La escalada del conflicto en Medio Oriente volvió a sacudir a los mercados internacionales y provocó un fuerte salto en el precio del petróleo. El barril de crudo llegó a rozar los US$90, impulsado por el recrudecimiento de los ataques contra buques petroleros en el estrecho de Ormuz, uno de los principales corredores energéticos del mundo.
El movimiento refleja el temor de los inversores a una interrupción del suministro global de crudo. El estrecho de Ormuz concentra cerca del 20% del comercio marítimo mundial de petróleo, por lo que cualquier amenaza a la navegación en esa zona tiene un impacto inmediato sobre las cotizaciones internacionales.

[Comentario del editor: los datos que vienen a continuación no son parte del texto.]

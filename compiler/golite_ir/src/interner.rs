//! Per-module string interner.
//!
//! Every parse builds its own interner, so hot-reloaded rules never grow a
//! process-wide table. The interner is frozen once parsing finishes and is
//! then only read by the evaluator.

use super::Name;
use rustc_hash::FxHashMap;
use std::sync::Arc;

#[derive(Clone, Debug)]
pub struct StringInterner {
    map: FxHashMap<Arc<str>, Name>,
    strings: Vec<Arc<str>>,
}

impl StringInterner {
    /// Create an interner holding only the empty string.
    pub fn new() -> Self {
        let empty: Arc<str> = Arc::from("");
        let mut map = FxHashMap::default();
        map.insert(Arc::clone(&empty), Name::EMPTY);
        StringInterner {
            map,
            strings: vec![empty],
        }
    }

    /// Intern a string, returning its Name.
    pub fn intern(&mut self, s: &str) -> Name {
        if let Some(&name) = self.map.get(s) {
            return name;
        }
        let name = Name::from_raw(u32::try_from(self.strings.len()).unwrap_or(u32::MAX));
        let owned: Arc<str> = Arc::from(s);
        self.strings.push(Arc::clone(&owned));
        self.map.insert(owned, name);
        name
    }

    /// Look up the string for a Name. Unknown names resolve to `""`.
    pub fn lookup(&self, name: Name) -> &str {
        self.strings.get(name.index()).map_or("", |s| s)
    }

    /// Shared handle to the interned text, for values that outlive the parse.
    pub fn lookup_shared(&self, name: Name) -> Arc<str> {
        self.strings
            .get(name.index())
            .map_or_else(|| Arc::from(""), Arc::clone)
    }

    pub fn len(&self) -> usize {
        self.strings.len()
    }

    /// True when only the empty string is interned.
    pub fn is_empty(&self) -> bool {
        self.strings.len() <= 1
    }
}

impl Default for StringInterner {
    fn default() -> Self {
        Self::new()
    }
}

#[cfg(test)]
mod tests {
    use super::*;

    #[test]
    fn intern_is_idempotent() {
        let mut interner = StringInterner::new();
        let a = interner.intern("count");
        let b = interner.intern("total");
        assert_eq!(interner.intern("count"), a);
        assert_ne!(a, b);
        assert_eq!(interner.lookup(a), "count");
        assert_eq!(interner.lookup(b), "total");
    }

    #[test]
    fn empty_string_is_preinterned() {
        let mut interner = StringInterner::new();
        assert!(interner.is_empty());
        assert_eq!(interner.intern(""), Name::EMPTY);
        assert_eq!(interner.lookup(Name::from_raw(99)), "");
    }
}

Los ataques atribuidos a Irán contra embarcaciones comerciales incrementaron la percepción de riesgo entre las compañías navieras y los operadores energéticos, lo que impulsó una nueva ola de compras especulativas en el mercado petrolero.
La incertidumbre también se trasladó a los mercados financieros. El encarecimiento del petróleo alimenta las expectativas de una mayor inflación a nivel global, ya que un aumento en el costo de la energía suele trasladarse al transporte, la industria y los precios finales de bienes y servicios. Analistas advierten que, si el conflicto continúa escalando o se producen nuevas interrupciones en Ormuz, el barril podría superar nuevamente los US$90 e incluso acercarse a los US$100.
El estrecho de Ormuz conecta el golfo Pérsico con el océano Índico y es la principal vía de salida del petróleo producido por países como Arabia Saudita, Emiratos Árabes Unidos, Irak, Kuwait, Qatar e Irán. Por esa razón, cualquier amenaza sobre esa ruta marítima suele generar una rápida reacción en los mercados internacionales.